Stored data:
--- --- ---

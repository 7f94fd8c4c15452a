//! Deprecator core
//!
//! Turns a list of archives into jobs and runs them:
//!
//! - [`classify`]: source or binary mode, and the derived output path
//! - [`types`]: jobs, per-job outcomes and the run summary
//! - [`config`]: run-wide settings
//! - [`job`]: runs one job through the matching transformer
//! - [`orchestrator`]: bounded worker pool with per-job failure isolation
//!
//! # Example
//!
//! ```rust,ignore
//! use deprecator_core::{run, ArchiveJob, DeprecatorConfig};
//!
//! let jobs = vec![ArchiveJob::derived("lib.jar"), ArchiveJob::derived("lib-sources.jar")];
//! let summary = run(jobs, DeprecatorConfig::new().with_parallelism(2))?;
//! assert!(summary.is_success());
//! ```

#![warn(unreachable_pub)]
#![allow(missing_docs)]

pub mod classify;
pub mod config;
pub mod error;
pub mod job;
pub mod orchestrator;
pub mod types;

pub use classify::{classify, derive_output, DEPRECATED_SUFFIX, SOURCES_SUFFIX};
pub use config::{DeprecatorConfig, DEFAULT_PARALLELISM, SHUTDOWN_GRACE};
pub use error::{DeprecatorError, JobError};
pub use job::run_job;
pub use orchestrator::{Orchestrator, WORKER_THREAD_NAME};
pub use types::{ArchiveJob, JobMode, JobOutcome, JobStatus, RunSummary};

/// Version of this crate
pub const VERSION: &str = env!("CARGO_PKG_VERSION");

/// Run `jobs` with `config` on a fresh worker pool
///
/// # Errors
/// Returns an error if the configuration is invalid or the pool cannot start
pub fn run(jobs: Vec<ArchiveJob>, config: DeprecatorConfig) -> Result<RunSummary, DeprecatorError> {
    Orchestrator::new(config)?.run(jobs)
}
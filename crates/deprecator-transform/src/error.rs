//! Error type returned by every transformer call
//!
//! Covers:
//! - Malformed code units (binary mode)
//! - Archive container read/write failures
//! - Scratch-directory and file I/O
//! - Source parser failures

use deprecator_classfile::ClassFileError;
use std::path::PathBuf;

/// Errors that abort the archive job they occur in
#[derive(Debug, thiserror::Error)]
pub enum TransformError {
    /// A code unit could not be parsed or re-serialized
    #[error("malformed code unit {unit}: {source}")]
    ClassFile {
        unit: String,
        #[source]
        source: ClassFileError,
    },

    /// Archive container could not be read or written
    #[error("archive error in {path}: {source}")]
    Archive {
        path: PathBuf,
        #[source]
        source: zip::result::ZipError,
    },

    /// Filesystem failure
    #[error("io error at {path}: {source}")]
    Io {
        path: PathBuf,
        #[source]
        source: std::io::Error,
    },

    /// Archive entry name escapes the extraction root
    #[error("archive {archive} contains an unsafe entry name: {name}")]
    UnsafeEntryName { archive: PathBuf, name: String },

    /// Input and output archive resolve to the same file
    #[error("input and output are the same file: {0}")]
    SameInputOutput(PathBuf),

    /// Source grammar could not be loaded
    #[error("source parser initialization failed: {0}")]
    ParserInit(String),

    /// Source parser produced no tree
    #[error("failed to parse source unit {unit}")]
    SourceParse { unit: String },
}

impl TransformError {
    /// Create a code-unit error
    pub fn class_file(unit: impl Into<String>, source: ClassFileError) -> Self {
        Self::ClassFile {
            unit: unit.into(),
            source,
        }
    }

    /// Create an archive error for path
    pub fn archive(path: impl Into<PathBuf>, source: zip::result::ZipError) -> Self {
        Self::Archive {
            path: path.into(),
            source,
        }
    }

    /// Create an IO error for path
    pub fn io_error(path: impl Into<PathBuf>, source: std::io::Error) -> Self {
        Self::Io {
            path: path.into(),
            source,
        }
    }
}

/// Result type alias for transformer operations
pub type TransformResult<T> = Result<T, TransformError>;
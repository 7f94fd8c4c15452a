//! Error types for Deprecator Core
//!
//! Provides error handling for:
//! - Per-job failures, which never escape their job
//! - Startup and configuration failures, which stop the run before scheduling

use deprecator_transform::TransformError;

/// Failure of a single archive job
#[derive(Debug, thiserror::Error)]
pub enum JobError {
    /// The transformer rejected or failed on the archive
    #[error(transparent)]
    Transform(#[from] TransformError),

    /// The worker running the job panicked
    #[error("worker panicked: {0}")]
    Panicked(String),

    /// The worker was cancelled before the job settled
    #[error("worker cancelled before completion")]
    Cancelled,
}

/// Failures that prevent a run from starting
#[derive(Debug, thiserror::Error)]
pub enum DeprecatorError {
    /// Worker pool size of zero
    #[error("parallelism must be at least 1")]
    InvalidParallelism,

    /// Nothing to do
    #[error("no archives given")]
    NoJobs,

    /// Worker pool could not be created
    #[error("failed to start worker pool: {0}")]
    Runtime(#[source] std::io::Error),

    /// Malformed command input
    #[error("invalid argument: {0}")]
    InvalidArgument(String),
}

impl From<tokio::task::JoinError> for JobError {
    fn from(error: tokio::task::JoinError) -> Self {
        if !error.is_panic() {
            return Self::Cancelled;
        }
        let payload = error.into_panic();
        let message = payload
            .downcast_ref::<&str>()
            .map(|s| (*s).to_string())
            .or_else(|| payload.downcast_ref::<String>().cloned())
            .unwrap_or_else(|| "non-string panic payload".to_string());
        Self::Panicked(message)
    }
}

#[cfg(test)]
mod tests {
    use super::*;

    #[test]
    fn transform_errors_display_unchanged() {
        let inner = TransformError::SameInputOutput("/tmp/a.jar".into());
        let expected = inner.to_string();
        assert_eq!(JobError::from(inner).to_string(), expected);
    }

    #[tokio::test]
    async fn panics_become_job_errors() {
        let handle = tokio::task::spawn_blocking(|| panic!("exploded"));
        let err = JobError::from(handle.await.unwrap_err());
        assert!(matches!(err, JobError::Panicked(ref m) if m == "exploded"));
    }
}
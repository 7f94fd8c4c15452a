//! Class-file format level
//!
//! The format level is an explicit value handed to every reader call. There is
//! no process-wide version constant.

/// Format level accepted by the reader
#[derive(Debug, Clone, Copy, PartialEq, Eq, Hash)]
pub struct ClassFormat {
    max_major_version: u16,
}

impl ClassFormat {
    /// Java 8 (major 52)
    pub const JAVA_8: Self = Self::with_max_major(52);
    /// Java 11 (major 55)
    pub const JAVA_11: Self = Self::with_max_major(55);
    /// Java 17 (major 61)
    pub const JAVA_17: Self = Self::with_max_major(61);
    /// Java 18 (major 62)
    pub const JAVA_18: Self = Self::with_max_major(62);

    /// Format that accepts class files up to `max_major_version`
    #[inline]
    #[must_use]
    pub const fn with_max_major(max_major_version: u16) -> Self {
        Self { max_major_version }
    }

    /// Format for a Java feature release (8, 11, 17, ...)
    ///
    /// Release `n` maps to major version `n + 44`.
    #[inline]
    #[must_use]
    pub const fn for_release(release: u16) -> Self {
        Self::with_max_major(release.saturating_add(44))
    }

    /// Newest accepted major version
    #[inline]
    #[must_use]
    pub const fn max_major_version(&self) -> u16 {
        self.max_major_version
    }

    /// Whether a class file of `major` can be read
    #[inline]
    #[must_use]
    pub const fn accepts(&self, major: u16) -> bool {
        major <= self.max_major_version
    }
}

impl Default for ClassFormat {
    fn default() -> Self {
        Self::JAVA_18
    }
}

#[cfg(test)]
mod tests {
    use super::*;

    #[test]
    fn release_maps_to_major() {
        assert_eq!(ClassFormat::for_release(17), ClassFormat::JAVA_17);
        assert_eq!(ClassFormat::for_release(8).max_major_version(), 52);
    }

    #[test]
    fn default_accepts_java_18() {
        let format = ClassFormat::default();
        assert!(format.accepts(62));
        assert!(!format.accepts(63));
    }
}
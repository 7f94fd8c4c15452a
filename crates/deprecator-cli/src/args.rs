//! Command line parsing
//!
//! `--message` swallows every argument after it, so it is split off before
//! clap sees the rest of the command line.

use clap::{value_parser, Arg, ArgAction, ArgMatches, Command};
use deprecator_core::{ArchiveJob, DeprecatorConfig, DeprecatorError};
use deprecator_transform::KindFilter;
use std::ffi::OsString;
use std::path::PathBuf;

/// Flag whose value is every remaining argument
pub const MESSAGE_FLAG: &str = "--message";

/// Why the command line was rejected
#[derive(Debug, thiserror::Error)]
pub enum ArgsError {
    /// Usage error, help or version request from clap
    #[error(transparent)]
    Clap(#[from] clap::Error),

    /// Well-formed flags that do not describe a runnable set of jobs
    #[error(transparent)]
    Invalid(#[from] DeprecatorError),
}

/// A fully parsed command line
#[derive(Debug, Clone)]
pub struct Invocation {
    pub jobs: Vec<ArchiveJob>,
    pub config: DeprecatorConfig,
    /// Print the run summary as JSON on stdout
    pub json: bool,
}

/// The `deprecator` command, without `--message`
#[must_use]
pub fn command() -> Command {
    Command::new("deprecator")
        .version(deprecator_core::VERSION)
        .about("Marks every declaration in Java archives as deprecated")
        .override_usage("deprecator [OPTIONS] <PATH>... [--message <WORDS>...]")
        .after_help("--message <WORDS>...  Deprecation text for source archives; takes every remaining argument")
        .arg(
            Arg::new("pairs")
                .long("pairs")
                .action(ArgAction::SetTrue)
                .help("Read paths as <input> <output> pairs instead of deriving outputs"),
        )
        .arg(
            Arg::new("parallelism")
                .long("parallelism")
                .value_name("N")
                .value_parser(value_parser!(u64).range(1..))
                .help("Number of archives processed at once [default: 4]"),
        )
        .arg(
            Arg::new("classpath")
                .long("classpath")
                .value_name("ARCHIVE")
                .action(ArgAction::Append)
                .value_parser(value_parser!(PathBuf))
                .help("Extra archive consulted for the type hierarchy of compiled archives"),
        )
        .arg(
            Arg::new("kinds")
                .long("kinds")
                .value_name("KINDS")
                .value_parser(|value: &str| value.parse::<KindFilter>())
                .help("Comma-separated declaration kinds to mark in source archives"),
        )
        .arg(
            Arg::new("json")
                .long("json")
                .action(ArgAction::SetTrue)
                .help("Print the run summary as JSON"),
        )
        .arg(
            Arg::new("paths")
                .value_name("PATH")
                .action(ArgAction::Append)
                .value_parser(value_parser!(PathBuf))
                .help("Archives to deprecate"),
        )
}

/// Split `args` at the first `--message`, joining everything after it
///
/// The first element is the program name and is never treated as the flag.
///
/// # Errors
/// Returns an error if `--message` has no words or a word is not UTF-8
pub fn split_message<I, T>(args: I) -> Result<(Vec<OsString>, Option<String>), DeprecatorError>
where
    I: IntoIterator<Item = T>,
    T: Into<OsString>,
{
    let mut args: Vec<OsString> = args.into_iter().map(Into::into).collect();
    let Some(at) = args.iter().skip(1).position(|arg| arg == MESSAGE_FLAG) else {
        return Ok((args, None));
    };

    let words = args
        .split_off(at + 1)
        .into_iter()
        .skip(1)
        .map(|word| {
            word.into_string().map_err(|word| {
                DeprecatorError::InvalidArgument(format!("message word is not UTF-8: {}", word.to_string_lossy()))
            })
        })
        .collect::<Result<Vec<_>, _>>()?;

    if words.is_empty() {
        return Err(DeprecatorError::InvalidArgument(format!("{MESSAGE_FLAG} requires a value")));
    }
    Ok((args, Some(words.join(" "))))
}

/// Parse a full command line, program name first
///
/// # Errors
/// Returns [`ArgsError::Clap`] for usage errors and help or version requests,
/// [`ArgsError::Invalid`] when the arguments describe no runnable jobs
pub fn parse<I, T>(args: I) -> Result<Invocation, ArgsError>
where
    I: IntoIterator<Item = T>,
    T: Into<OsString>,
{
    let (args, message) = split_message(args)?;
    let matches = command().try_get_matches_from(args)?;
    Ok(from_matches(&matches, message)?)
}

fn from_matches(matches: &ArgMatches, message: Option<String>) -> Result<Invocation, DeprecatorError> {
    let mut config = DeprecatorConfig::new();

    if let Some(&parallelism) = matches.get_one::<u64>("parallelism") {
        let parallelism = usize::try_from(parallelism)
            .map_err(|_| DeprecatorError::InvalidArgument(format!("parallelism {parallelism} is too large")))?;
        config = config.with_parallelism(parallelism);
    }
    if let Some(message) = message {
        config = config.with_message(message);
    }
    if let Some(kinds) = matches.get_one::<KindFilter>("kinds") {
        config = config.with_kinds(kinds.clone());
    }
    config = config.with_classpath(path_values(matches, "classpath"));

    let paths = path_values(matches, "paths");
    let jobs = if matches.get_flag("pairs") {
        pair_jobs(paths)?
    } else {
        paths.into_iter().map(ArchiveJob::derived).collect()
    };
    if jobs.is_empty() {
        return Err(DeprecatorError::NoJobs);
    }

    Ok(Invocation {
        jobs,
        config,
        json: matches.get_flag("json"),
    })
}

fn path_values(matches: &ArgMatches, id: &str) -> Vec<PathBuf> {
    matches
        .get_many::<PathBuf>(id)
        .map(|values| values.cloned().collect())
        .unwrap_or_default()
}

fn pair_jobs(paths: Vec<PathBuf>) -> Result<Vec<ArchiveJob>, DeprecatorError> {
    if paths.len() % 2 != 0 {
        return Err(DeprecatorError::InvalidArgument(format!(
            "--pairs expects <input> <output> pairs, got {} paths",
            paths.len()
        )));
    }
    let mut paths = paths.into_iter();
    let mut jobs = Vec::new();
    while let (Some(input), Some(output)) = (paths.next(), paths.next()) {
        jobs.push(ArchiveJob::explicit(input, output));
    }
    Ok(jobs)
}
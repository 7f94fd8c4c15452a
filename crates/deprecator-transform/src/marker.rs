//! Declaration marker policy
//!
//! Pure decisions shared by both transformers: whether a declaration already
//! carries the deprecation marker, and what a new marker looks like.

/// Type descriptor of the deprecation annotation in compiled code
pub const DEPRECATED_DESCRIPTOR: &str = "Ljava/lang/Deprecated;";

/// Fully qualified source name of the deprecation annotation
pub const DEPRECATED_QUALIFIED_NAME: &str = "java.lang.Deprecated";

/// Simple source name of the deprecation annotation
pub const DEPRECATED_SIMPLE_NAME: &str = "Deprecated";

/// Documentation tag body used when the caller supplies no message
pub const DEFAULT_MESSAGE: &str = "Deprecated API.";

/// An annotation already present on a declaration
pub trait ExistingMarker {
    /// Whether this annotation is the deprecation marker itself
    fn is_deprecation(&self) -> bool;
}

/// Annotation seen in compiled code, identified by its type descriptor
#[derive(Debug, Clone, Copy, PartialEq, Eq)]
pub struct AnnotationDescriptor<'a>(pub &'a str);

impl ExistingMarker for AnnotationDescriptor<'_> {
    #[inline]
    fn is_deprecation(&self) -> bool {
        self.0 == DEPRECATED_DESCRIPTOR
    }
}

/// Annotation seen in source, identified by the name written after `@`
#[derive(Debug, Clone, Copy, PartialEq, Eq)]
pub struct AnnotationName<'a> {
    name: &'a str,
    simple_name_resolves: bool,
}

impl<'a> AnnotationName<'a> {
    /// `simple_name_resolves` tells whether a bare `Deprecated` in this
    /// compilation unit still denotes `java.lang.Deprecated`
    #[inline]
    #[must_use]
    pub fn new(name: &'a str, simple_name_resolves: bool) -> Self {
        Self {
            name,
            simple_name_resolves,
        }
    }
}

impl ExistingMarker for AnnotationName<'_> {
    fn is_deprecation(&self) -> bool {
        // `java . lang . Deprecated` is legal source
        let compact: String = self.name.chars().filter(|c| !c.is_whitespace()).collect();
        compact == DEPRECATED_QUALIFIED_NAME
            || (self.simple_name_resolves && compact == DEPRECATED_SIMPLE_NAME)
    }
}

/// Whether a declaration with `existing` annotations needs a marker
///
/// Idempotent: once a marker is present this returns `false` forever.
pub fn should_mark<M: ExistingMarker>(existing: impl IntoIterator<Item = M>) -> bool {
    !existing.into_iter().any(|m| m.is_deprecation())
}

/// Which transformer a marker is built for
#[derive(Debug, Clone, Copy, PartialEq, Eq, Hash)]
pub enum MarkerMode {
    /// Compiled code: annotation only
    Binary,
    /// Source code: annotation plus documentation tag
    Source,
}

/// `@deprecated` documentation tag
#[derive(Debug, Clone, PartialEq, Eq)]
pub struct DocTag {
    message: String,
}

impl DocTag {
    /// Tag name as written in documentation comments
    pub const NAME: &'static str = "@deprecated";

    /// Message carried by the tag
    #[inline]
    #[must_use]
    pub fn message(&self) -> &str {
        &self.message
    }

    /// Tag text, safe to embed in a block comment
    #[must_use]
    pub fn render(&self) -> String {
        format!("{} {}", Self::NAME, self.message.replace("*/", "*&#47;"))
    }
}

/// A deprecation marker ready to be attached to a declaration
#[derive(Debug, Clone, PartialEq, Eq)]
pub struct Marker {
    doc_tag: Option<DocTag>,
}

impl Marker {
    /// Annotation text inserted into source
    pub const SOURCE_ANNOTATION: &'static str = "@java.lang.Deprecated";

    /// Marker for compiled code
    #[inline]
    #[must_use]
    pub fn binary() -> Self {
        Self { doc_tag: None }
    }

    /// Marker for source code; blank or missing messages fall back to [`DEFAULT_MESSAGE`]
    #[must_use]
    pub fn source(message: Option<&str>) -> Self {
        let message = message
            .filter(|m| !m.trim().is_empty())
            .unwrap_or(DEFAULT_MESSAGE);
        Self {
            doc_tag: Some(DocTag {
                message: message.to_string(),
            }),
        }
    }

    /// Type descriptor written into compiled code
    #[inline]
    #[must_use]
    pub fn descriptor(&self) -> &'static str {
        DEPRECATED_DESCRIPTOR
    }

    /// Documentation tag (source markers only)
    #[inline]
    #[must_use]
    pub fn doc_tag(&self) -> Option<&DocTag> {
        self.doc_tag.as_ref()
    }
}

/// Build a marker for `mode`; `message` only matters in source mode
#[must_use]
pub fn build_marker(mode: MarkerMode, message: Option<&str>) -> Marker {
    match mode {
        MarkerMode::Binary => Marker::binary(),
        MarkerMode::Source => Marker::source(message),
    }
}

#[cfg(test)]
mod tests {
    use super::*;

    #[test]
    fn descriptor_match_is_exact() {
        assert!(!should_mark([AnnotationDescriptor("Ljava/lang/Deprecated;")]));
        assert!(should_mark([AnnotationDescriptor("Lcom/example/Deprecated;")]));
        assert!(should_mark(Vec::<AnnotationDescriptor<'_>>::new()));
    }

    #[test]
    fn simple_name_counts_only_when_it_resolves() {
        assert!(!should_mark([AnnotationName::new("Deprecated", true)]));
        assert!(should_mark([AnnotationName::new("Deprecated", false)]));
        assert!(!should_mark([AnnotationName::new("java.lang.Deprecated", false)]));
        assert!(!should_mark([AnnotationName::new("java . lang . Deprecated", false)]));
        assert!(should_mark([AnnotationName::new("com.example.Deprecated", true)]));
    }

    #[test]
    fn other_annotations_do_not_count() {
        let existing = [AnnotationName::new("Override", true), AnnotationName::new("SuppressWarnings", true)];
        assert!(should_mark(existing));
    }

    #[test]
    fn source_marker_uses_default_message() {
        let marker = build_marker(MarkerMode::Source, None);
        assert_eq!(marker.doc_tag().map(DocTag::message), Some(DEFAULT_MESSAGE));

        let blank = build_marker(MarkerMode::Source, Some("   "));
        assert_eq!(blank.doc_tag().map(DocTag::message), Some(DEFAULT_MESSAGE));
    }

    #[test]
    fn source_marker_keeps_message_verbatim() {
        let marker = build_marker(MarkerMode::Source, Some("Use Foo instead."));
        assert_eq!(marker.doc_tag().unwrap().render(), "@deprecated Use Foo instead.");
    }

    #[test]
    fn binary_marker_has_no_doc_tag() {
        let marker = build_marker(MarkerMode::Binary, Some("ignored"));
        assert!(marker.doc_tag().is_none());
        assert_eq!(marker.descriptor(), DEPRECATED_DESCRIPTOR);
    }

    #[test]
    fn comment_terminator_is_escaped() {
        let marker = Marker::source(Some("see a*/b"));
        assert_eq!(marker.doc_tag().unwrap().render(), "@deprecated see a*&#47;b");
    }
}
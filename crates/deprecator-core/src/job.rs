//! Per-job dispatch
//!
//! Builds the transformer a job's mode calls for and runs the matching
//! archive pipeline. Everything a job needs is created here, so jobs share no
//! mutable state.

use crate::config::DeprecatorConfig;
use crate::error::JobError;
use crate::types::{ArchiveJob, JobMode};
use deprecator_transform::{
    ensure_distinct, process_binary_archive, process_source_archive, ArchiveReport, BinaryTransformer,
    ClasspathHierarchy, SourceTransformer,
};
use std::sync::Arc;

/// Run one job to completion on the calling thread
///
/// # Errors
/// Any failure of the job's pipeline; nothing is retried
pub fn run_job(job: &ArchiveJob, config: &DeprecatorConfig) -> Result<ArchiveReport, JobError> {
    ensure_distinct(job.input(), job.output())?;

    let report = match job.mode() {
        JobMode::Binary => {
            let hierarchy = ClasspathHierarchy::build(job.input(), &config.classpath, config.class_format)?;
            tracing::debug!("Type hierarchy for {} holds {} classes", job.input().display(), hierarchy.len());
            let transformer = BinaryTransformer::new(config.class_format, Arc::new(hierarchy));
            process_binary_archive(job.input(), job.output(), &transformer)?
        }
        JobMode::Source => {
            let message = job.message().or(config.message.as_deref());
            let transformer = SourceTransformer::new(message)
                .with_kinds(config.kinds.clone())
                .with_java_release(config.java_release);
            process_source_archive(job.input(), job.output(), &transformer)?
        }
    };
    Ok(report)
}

--- --- ---

- INSTRUCTIONS FOR THE TASK -
For this exercise, find all lines in the records containing the word "ClassFileError" and copy them.

- RESULT OF THE EXERCISE -
use deprecator_classfile::ClassFileError;
        source: ClassFileError,
    pub fn class_file(unit: impl Into<String>, source: ClassFileError) -> Self {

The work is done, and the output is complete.